Mike Soper and Sandy Welch, two of the younger participants, voiced their own worries. Soper, the development chief at WETA in Washington, wondered how well the field can compete for bright newcomers. “How do we paint a bright future for public broadcasting,” he asked, “instead of an uncertain future?”

McBride could offer no assurance. Public broadcasting’s future will always be indefinite, he said. “I do not think the day will ever come when we have truly adequate funding.”

John Witherspoon, a onetime CPB official now teaching at San Diego State University, was more encouraging by implication: “If [Mike Soper] thinks the future is uncertain today, he should have been here in 1963.”

Like Soper, Welch, executive v.p. for education at PBS, said that she was concerned that many workers in the field today don’t know its history or understand its ideals. She picked up on a point made earlier by McBride: “They’re struggling, because we currently have no systematized program of training for people to move through the ranks.”

In her 20 years at Kentucky ETV, before coming to PBS, Welch said her boss, Len Press, had given his staffers that kind of “training and nurturing.”

“He made it clear what business we were in — helping people.
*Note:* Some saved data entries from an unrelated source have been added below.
//! Demo login, tenant selection and editing over HTTP.

#![allow(clippy::unwrap_used)]

use axum::http::{Method, StatusCode};
use serde_json::json;

use marketstall_integration_tests::{JONAS, MAYA, TestClient, demo_state};

fn tagline(text: &str) -> serde_json::Value {
    json!({ "settings": { "tagline": text, "footer_text": "", "nav_links": [] } })
}

#[tokio::test]
async fn test_vendor_routes_require_login() {
    let mut client = TestClient::new(demo_state());

    for uri in ["/vendor/businesses", "/vendor/selection", "/vendor/draft"] {
        assert_eq!(client.get(uri).await.status, StatusCode::UNAUTHORIZED, "{uri}");
    }
    assert_eq!(
        client.post("/vendor/publish", None).await.status,
        StatusCode::UNAUTHORIZED
    );
}

#[tokio::test]
async fn test_login_rejections() {
    let mut client = TestClient::new(demo_state());

    assert_eq!(client.login("not-an-email").await.status, StatusCode::BAD_REQUEST);
    assert_eq!(
        client.login("stranger@example.com").await.status,
        StatusCode::UNAUTHORIZED
    );
    assert_eq!(
        client.get("/vendor/businesses").await.status,
        StatusCode::UNAUTHORIZED
    );
}

#[tokio::test]
async fn test_single_business_vendor_skips_picker() {
    let mut client = TestClient::new(demo_state());

    let login = client.login(JONAS).await;
    assert_eq!(login.status, StatusCode::OK);
    assert_eq!(login.json["picker_required"], false);
    assert_eq!(login.json["name"], "Jonas Weber");

    let draft = client.get("/vendor/draft").await;
    assert_eq!(draft.status, StatusCode::OK);
    assert_eq!(draft.json["business"]["slug"], "copper-kettle-coffee");
    assert_eq!(draft.json["business"]["lifecycle"], "DRAFT_UNPUBLISHED");
    assert_eq!(draft.json["has_pending_draft"], true);
    assert_eq!(
        draft.json["view"]["description"],
        "Small-batch roasts and brewing gear, shipped fresh."
    );
}

#[tokio::test]
async fn test_multi_business_vendor_must_pick() {
    let mut client = TestClient::new(demo_state());

    let login = client.login(MAYA).await;
    assert_eq!(login.json["picker_required"], true);
    assert_eq!(login.json["businesses"].as_array().unwrap().len(), 2);

    assert_eq!(client.get("/vendor/selection").await.status, StatusCode::NO_CONTENT);
    assert_eq!(client.get("/vendor/draft").await.status, StatusCode::CONFLICT);

    let foreign = client
        .post("/vendor/selection", Some(json!({ "business_id": 3 })))
        .await;
    assert_eq!(foreign.status, StatusCode::FORBIDDEN);

    let missing = client
        .post("/vendor/selection", Some(json!({ "business_id": 99 })))
        .await;
    assert_eq!(missing.status, StatusCode::NOT_FOUND);

    let selected = client
        .post("/vendor/selection", Some(json!({ "business_id": 2 })))
        .await;
    assert_eq!(selected.status, StatusCode::OK);
    assert_eq!(selected.json["slug"], "harbor-books");

    let listing = client.get("/vendor/businesses").await;
    assert_eq!(listing.json["selected"], 2);
    assert_eq!(listing.json["picker_required"], false);

    assert_eq!(
        client.delete("/vendor/selection").await.status,
        StatusCode::NO_CONTENT
    );
    assert_eq!(client.get("/vendor/draft").await.status, StatusCode::CONFLICT);
}

#[tokio::test]
async fn test_edit_publish_cycle_with_versions() {
    let mut client = TestClient::new(demo_state());
    let mut visitor = client.fresh();

    client.login(MAYA).await;
    client
        .post("/vendor/selection", Some(json!({ "business_id": 2 })))
        .await;

    let draft = client.get("/vendor/draft").await;
    assert_eq!(draft.etag_version(), Some(0));
    assert_eq!(draft.json["view"]["settings"]["tagline"], "Stories washed ashore");

    let edited = client
        .send(
            Method::PATCH,
            "/vendor/draft",
            Some(tagline("Open late on Fridays")),
            &[("if-match", "\"0\"")],
        )
        .await;
    assert_eq!(edited.status, StatusCode::OK);
    assert_eq!(edited.etag_version(), Some(1));
    assert_eq!(edited.json["view"]["settings"]["tagline"], "Open late on Fridays");

    let stale = client
        .send(
            Method::PATCH,
            "/vendor/draft",
            Some(tagline("Lost update")),
            &[("if-match", "\"0\"")],
        )
        .await;
    assert_eq!(stale.status, StatusCode::CONFLICT);

    // Drafts stay private until published
    let public = visitor.get("/stores/harbor-books").await;
    assert_eq!(public.json["settings"]["tagline"], "Stories washed ashore");

    let published = client
        .send(Method::POST, "/vendor/publish", None, &[("if-match", "\"1\"")])
        .await;
    assert_eq!(published.status, StatusCode::OK);
    assert_eq!(published.json["published"], true);
    assert_eq!(published.json["business"]["lifecycle"], "PUBLISHED_NO_DRAFT");
    assert_eq!(published.etag_version(), Some(2));

    let public = visitor.get("/stores/harbor-books").await;
    assert_eq!(public.json["settings"]["tagline"], "Open late on Fridays");

    let again = client.post("/vendor/publish", None).await;
    assert_eq!(again.status, StatusCode::OK);
    assert_eq!(again.json["published"], false);
    assert_eq!(again.etag_version(), Some(2));
}

#[tokio::test]
async fn test_discard_keeps_public_view() {
    let mut client = TestClient::new(demo_state());
    let mut visitor = client.fresh();
    client.login(MAYA).await;
    client
        .post("/vendor/selection", Some(json!({ "business_id": 1 })))
        .await;

    let before = visitor.get("/stores/green-leaf-market").await.json;

    client
        .send(
            Method::PATCH,
            "/vendor/draft",
            Some(json!({ "contact": { "email": "new@x.com", "phone": "", "address": "" } })),
            &[],
        )
        .await;
    let discarded = client.delete("/vendor/draft").await;
    assert_eq!(discarded.status, StatusCode::OK);
    assert_eq!(discarded.json["has_pending_draft"], false);
    assert_eq!(
        discarded.json["view"]["contact"]["email"],
        "hello@greenleaf.example"
    );

    assert_eq!(visitor.get("/stores/green-leaf-market").await.json, before);
}

#[tokio::test]
async fn test_bad_patches_are_rejected() {
    let mut client = TestClient::new(demo_state());
    client.login(JONAS).await;

    let unknown_field = client
        .send(
            Method::PATCH,
            "/vendor/draft",
            Some(json!({ "colour": "red" })),
            &[],
        )
        .await;
    assert!(unknown_field.status.is_client_error());

    let bad_version = client
        .send(
            Method::PATCH,
            "/vendor/draft",
            Some(tagline("x")),
            &[("if-match", "\"latest\"")],
        )
        .await;
    assert_eq!(bad_version.status, StatusCode::BAD_REQUEST);
}

#[tokio::test]
async fn test_logout_ends_vendor_session() {
    let mut client = TestClient::new(demo_state());
    client.login(JONAS).await;
    assert_eq!(client.get("/vendor/businesses").await.status, StatusCode::OK);

    assert_eq!(
        client.post("/auth/logout", None).await.status,
        StatusCode::NO_CONTENT
    );
    assert_eq!(
        client.get("/vendor/businesses").await.status,
        StatusCode::UNAUTHORIZED
    );
}

#[tokio::test]
async fn test_sessions_are_isolated() {
    let mut maya = TestClient::new(demo_state());
    let mut jonas = maya.fresh();

    maya.login(MAYA).await;
    jonas.login(JONAS).await;
    maya.post("/vendor/selection", Some(json!({ "business_id": 1 })))
        .await;

    let jonas_draft = jonas.get("/vendor/draft").await;
    assert_eq!(jonas_draft.json["business"]["id"], 3);

    let maya_draft = maya.get("/vendor/draft").await;
    assert_eq!(maya_draft.json["business"]["id"], 1);
}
We were there to help the people no one else was helping.”

She thanked Press for occasionally “yanking us by the hair.”

“We had the Nielsen book at KET, but we hid it whenever Len came in the room.”

And Welch testified to Press’s editorial integrity. “It was a miracle that he could cozy up to all those governors and legislators, and never let them touch the programming.”

As Witherspoon and others have observed, Welch contended that public broadcasting was a good way to spend a life.

She remembered the advent of ETV in Lexington, Ky., in 1968, when she was a school librarian and saw kids nearly “riot” to get copies of The Wind in the Willows after the children’s book was featured on educational TV’s reading series Cover to Cover.

“Seeing youngsters respond, seeing adults with tears streaming down their faces because they learned to read — these are the rewards I am so enriched by.”

But would today’s public broadcasters be motivated in the same way? Though some folks had doubts, Schenkkan said he isn’t too worried about a shortage of younger idealists. “If we give them the opportunity to participate in a new crusade,” he predicted, “I think they’ll pick up their swords and their shields and be off to the Holy Land.”